Dataset entries:
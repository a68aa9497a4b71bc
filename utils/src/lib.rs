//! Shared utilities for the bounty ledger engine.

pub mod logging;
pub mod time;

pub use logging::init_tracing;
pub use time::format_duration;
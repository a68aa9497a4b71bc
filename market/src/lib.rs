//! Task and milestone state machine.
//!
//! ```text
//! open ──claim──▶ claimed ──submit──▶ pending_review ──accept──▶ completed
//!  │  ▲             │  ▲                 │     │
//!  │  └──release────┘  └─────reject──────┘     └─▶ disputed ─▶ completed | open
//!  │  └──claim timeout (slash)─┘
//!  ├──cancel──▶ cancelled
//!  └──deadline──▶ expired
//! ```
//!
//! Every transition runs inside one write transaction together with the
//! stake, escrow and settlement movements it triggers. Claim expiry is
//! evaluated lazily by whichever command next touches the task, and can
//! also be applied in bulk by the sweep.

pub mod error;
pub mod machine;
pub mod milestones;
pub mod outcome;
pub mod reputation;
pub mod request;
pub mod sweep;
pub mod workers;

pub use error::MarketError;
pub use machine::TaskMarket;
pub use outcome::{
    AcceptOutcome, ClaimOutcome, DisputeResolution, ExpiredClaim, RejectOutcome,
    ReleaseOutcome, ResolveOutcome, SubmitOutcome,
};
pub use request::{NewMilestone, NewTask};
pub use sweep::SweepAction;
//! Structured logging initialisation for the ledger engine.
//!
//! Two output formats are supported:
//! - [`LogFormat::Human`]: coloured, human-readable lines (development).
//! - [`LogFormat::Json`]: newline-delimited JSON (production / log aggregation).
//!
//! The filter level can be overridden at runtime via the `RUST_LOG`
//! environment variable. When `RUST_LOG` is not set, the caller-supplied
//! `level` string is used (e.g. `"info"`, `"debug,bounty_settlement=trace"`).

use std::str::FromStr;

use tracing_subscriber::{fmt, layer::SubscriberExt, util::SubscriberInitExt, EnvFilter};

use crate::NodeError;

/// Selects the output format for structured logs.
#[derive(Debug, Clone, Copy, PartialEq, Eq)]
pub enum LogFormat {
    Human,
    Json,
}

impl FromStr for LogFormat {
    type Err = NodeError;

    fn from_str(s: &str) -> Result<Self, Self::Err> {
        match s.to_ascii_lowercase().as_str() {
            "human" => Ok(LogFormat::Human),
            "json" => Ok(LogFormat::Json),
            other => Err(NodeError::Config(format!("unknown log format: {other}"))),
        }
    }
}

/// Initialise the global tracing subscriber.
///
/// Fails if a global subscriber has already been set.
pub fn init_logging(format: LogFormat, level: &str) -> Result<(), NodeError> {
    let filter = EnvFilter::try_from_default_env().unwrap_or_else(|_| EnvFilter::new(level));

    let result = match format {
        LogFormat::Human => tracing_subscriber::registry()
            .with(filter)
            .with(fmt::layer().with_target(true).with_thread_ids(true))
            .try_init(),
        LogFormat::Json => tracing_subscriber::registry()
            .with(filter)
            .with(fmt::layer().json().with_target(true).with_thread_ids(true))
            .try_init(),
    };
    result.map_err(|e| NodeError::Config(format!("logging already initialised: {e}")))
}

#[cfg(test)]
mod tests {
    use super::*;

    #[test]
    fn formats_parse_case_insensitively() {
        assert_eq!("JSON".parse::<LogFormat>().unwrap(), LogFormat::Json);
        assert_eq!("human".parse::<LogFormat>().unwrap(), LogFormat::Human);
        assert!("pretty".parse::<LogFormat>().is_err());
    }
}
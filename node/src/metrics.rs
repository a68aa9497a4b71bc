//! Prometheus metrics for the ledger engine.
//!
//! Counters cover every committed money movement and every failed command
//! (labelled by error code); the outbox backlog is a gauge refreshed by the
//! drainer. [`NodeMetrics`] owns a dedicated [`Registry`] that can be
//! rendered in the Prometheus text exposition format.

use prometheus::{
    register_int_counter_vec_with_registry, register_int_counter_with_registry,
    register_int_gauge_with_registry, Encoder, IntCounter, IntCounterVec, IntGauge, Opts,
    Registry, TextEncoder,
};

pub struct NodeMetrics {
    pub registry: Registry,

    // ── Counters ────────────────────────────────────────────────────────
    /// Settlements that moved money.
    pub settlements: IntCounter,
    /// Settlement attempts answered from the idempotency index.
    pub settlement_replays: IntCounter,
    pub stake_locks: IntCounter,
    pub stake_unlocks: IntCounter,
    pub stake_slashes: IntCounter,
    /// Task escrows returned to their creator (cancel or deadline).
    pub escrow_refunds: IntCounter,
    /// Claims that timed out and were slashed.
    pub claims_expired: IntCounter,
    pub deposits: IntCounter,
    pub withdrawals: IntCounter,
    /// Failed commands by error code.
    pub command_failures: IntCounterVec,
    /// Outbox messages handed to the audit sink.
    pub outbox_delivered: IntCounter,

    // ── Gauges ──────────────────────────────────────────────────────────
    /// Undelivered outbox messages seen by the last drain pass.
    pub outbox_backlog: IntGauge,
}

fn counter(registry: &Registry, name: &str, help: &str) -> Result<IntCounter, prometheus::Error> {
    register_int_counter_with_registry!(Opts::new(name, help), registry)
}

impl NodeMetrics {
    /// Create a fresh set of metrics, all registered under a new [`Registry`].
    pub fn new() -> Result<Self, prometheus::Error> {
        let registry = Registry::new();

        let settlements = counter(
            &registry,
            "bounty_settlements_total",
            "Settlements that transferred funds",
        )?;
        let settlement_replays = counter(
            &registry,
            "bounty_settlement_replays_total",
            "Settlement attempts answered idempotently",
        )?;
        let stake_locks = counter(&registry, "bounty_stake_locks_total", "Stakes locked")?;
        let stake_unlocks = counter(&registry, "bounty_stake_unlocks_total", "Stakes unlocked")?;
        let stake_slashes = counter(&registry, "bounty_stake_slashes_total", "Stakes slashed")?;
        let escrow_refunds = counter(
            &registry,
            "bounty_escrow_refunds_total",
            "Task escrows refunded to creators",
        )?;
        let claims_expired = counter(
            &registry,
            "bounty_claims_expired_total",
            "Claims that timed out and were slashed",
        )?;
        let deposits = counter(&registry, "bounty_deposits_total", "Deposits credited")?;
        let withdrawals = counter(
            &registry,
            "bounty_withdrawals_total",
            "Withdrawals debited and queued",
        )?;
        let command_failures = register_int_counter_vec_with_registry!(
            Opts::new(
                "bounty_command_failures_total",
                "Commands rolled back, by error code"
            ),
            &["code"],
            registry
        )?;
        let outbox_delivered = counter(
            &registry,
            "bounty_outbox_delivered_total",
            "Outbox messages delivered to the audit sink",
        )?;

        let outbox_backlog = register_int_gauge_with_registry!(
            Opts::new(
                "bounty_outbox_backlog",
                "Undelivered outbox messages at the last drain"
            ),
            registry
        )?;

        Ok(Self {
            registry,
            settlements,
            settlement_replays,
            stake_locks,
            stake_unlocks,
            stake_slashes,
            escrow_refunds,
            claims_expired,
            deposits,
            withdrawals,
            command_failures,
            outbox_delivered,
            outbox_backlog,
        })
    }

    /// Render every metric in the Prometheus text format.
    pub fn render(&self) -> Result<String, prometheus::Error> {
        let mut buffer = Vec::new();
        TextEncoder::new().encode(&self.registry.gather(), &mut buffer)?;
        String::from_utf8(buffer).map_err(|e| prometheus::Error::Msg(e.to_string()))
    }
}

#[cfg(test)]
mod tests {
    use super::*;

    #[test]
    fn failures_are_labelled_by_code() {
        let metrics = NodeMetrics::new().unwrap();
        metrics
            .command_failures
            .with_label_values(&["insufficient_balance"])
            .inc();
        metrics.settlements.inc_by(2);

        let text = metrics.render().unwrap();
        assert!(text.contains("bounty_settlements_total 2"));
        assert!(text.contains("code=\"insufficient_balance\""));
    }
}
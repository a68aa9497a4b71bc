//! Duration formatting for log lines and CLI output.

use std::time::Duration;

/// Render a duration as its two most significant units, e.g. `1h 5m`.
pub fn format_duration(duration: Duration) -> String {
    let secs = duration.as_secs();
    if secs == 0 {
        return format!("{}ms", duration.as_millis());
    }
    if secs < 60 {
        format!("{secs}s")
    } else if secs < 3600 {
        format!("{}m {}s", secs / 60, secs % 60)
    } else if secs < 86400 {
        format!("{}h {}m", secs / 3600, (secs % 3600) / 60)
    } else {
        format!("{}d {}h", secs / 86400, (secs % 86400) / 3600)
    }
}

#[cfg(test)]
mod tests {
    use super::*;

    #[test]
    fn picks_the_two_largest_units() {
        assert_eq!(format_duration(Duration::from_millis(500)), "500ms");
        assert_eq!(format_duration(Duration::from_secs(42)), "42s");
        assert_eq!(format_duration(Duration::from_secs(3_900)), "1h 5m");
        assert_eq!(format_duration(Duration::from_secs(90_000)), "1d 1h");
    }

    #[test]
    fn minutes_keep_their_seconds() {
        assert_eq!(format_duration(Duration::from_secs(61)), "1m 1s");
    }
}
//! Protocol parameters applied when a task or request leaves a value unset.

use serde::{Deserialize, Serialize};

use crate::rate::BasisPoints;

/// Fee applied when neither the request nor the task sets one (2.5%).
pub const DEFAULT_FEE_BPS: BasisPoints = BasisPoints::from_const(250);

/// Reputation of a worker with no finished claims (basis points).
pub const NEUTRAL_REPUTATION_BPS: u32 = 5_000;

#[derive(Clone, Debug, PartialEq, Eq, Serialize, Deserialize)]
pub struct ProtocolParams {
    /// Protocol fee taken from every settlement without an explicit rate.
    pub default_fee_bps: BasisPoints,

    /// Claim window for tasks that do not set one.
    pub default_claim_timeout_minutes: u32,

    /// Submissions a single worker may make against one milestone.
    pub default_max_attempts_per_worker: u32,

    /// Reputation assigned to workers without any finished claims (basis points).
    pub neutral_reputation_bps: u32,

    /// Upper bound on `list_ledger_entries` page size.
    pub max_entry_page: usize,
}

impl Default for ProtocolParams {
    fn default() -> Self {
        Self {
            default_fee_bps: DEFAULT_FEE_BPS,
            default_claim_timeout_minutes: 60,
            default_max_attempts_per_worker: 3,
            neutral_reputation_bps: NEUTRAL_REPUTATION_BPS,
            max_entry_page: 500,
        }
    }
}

* EXERCISE BRIEF *
Above are some records; copy each line there that contains "lines".

* WRITTEN RESPONSE *
//! - [`LogFormat::Human`]: coloured, human-readable lines (development).
//! Duration formatting for log lines and CLI output.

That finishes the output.